С Лешей тогда было работать достаточно трудно. Он признавался, что не понимает, как это будет выглядеть на экране. Это действительно проблема, когда режиссер не очень знает, каким должен быть результат. Но я воспринимал это нормально, всегда давал ему посмотреть в глазок камеры. Операторы многие к этому ревностно относятся, а я не делал из этого проблемы. В.общем, как-то досняли, и он начал понимать, что получается, хотя задачи были трудные: очень много темного в кадре, подвалы. Желание Леши, чтобы было «почти ничего не видно, но что-то чтобы было видно», — задача для оператора сложная. Я тогда был полон энтузиазма, и все эти вещи уже неплохо умел делать — чтобы фактуры ночью в подвале прорабатывались. Мы сняли картину — не хочу сказать, что легко, но без каких-то особых проблем. Ни во взаимоотношениях, ни в работе.

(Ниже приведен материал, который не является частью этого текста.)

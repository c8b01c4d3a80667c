use std::path::{Path, PathBuf};

use crate::output::domain::encoder::EncoderCandidate;
use crate::output::domain::video_writer::{VideoWriter, VideoWriterFactory};
use crate::shared::constants::DEFAULT_OUTPUT_FPS;
use crate::shared::frame::Frame;
use crate::shared::video_metadata::VideoMetadata;

/// Resolves a container-style codec identifier to an ffmpeg encoder.
///
/// Unknown identifiers are looked up as ffmpeg encoder names, so configs can
/// name encoders such as `libvpx-vp9` directly.
pub fn find_encoder(id: &str) -> Option<ffmpeg_next::Codec> {
    use ffmpeg_next::codec::Id;
    use ffmpeg_next::encoder;

    match id.to_ascii_lowercase().as_str() {
        "mp4v" | "fmp4" | "divx" => encoder::find(Id::MPEG4),
        "xvid" => encoder::find_by_name("libxvid"),
        "mjpg" => encoder::find(Id::MJPEG),
        "x264" => encoder::find_by_name("libx264"),
        "avc1" | "h264" => encoder::find(Id::H264),
        "hvc1" | "hev1" | "hevc" => encoder::find(Id::HEVC),
        "vp80" => encoder::find(Id::VP8),
        "vp90" => encoder::find(Id::VP9),
        _ => encoder::find_by_name(id),
    }
}

/// Encodes RGB frames into a video file via ffmpeg-next.
pub struct FfmpegWriter {
    output_path: PathBuf,
    octx: Option<ffmpeg_next::format::context::Output>,
    encoder: Option<ffmpeg_next::codec::encoder::video::Encoder>,
    scaler: Option<ffmpeg_next::software::scaling::Context>,
    width: u32,
    height: u32,
    fps: i32,
    frame_count: usize,
    video_stream_index: usize,
}

// Safety: FfmpegWriter is only used from a single thread at a time.
// The raw pointers inside ffmpeg types are not shared across threads.
unsafe impl Send for FfmpegWriter {}

impl FfmpegWriter {
    /// Opens `path` for writing with the encoder named by `codec_id`.
    ///
    /// On failure any partially created output file is removed, so the next
    /// candidate starts from a clean path.
    pub fn open(
        path: &Path,
        codec_id: &str,
        metadata: &VideoMetadata,
    ) -> Result<Self, Box<dyn std::error::Error>> {
        ffmpeg_next::init()?;

        let codec = find_encoder(codec_id)
            .ok_or_else(|| format!("encoder for {codec_id} not available in this build"))?;

        let mut writer = Self {
            output_path: path.to_path_buf(),
            octx: None,
            encoder: None,
            scaler: None,
            width: metadata.width,
            height: metadata.height,
            fps: rounded_fps(metadata.fps),
            frame_count: 0,
            video_stream_index: 0,
        };

        if let Err(e) = writer.start(codec) {
            writer.octx = None;
            let _ = std::fs::remove_file(path);
            return Err(e);
        }
        Ok(writer)
    }

    fn start(&mut self, codec: ffmpeg_next::Codec) -> Result<(), Box<dyn std::error::Error>> {
        let mut octx = ffmpeg_next::format::output(&self.output_path)?;

        let global_header = octx
            .format()
            .flags()
            .contains(ffmpeg_next::format::Flags::GLOBAL_HEADER);

        let pixel_format = pick_pixel_format(codec);
        let mut ost = octx.add_stream(Some(codec))?;

        let mut encoder_ctx = ffmpeg_next::codec::context::Context::new_with_codec(codec)
            .encoder()
            .video()?;

        encoder_ctx.set_width(self.width);
        encoder_ctx.set_height(self.height);
        encoder_ctx.set_format(pixel_format);
        encoder_ctx.set_time_base(ffmpeg_next::Rational(1, self.fps));
        encoder_ctx.set_frame_rate(Some(ffmpeg_next::Rational(self.fps, 1)));

        if global_header {
            encoder_ctx.set_flags(ffmpeg_next::codec::Flags::GLOBAL_HEADER);
        }

        let encoder = encoder_ctx.open_with(ffmpeg_next::Dictionary::new())?;
        ost.set_parameters(&encoder);
        self.video_stream_index = ost.index();

        octx.write_header()?;

        let scaler = ffmpeg_next::software::scaling::Context::get(
            ffmpeg_next::format::Pixel::RGB24,
            self.width,
            self.height,
            pixel_format,
            self.width,
            self.height,
            ffmpeg_next::software::scaling::Flags::BILINEAR,
        )?;

        self.octx = Some(octx);
        self.encoder = Some(encoder);
        self.scaler = Some(scaler);
        Ok(())
    }

    pub fn frame_count(&self) -> usize {
        self.frame_count
    }

    fn drain_packets(&mut self) -> Result<(), Box<dyn std::error::Error>> {
        let (Some(encoder), Some(octx)) = (self.encoder.as_mut(), self.octx.as_mut()) else {
            return Err("FfmpegWriter: not opened".into());
        };
        let ost_time_base = octx
            .stream(self.video_stream_index)
            .ok_or("FfmpegWriter: output stream missing")?
            .time_base();

        let mut encoded = ffmpeg_next::Packet::empty();
        while encoder.receive_packet(&mut encoded).is_ok() {
            encoded.set_stream(self.video_stream_index);
            encoded.rescale_ts(ffmpeg_next::Rational(1, self.fps), ost_time_base);
            encoded.write_interleaved(octx)?;
        }
        Ok(())
    }
}

/// Rounds to an integer rate, substituting the default for unusable rates.
fn rounded_fps(fps: f64) -> i32 {
    let fps = fps.round();
    if fps.is_finite() && fps >= 1.0 {
        fps as i32
    } else {
        DEFAULT_OUTPUT_FPS as i32
    }
}

/// YUV420P when the encoder supports it, else its first supported format
/// (MJPEG encoders typically only accept full-range YUVJ formats).
fn pick_pixel_format(codec: ffmpeg_next::Codec) -> ffmpeg_next::format::Pixel {
    let preferred = ffmpeg_next::format::Pixel::YUV420P;
    let Ok(video) = codec.video() else {
        return preferred;
    };
    match video.formats() {
        Some(formats) => {
            let supported: Vec<_> = formats.collect();
            if supported.contains(&preferred) || supported.is_empty() {
                preferred
            } else {
                supported[0]
            }
        }
        None => preferred,
    }
}

impl VideoWriter for FfmpegWriter {
    fn is_opened(&self) -> bool {
        self.octx.is_some() && self.encoder.is_some()
    }

    fn write(&mut self, frame: &Frame) -> Result<(), Box<dyn std::error::Error>> {
        if !self.is_opened() {
            return Err("FfmpegWriter: not opened".into());
        }
        if frame.dimensions() != (self.width, self.height) || frame.channels() != 3 {
            return Err(format!(
                "FfmpegWriter: expected {}x{} RGB frame, got {}x{}x{}",
                self.width,
                self.height,
                frame.width(),
                frame.height(),
                frame.channels()
            )
            .into());
        }

        let mut rgb_frame = ffmpeg_next::util::frame::video::Video::new(
            ffmpeg_next::format::Pixel::RGB24,
            self.width,
            self.height,
        );

        let stride = rgb_frame.stride(0);
        let row_bytes = self.width as usize * 3;
        let data = rgb_frame.data_mut(0);
        let src = frame.data();

        // Copy pixel data, respecting stride
        for row in 0..self.height as usize {
            let src_start = row * row_bytes;
            let dst_start = row * stride;
            data[dst_start..dst_start + row_bytes]
                .copy_from_slice(&src[src_start..src_start + row_bytes]);
        }

        let mut yuv_frame = ffmpeg_next::util::frame::video::Video::empty();
        if let Some(scaler) = self.scaler.as_mut() {
            scaler.run(&rgb_frame, &mut yuv_frame)?;
        }
        yuv_frame.set_pts(Some(self.frame_count as i64));

        if let Some(encoder) = self.encoder.as_mut() {
            encoder.send_frame(&yuv_frame)?;
        }
        self.drain_packets()?;

        self.frame_count += 1;
        Ok(())
    }

    fn release(&mut self) -> Result<(), Box<dyn std::error::Error>> {
        if !self.is_opened() {
            return Ok(());
        }

        let flushed = self
            .encoder
            .as_mut()
            .map_or(Ok(()), |encoder| encoder.send_eof())
            .map_err(|e| -> Box<dyn std::error::Error> { Box::new(e) })
            .and_then(|()| self.drain_packets());
        let trailer: Result<(), Box<dyn std::error::Error>> = match self.octx.as_mut() {
            Some(octx) => octx.write_trailer().map_err(|e| e.into()),
            None => Ok(()),
        };

        self.octx = None;
        self.encoder = None;
        self.scaler = None;

        flushed.and(trailer)
    }
}

impl Drop for FfmpegWriter {
    fn drop(&mut self) {
        if let Err(e) = self.release() {
            log::warn!(
                "FfmpegWriter: failed to finalize {}: {e}",
                self.output_path.display()
            );
        }
    }
}

/// Creates [`FfmpegWriter`]s for the output manager's encoder probe.
#[derive(Default)]
pub struct FfmpegWriterFactory;

impl FfmpegWriterFactory {
    pub fn new() -> Self {
        Self
    }
}

impl VideoWriterFactory for FfmpegWriterFactory {
    fn create(
        &self,
        path: &Path,
        candidate: &EncoderCandidate,
        metadata: &VideoMetadata,
    ) -> Result<Box<dyn VideoWriter>, Box<dyn std::error::Error>> {
        let writer = FfmpegWriter::open(path, &candidate.id, metadata)?;
        Ok(Box::new(writer))
    }
}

«Балабанов перенес сумеречный мир Беккета в печальный, подернутый сыроватым туманом, пустой Петербург, по прямым проспектам которого одиноко дребезжит одичалый трамвай, а по Ломоносовскому мостику цокает копытцами ослик с плюшевыми ушками», — пишут Аркус и Ковалов[7]. Однако город в «Счастливых днях» однозначно не является тем Петербургом, по которому несколько лет спустя пройдет Данила Багров и проплывет Иоган из фильма «Про уродов и людей». Строго говоря, это вообще не Петербург, не конкретное место — это пространство, которое критик Михаил Трофименков по другому поводу назовет «Везде-Нигде». Астахов эту догадку подтверждает: «Это и не должно было быть Петербургом — просто город, та среда, которая давит. И мы, в общем-то, более-менее в это попали».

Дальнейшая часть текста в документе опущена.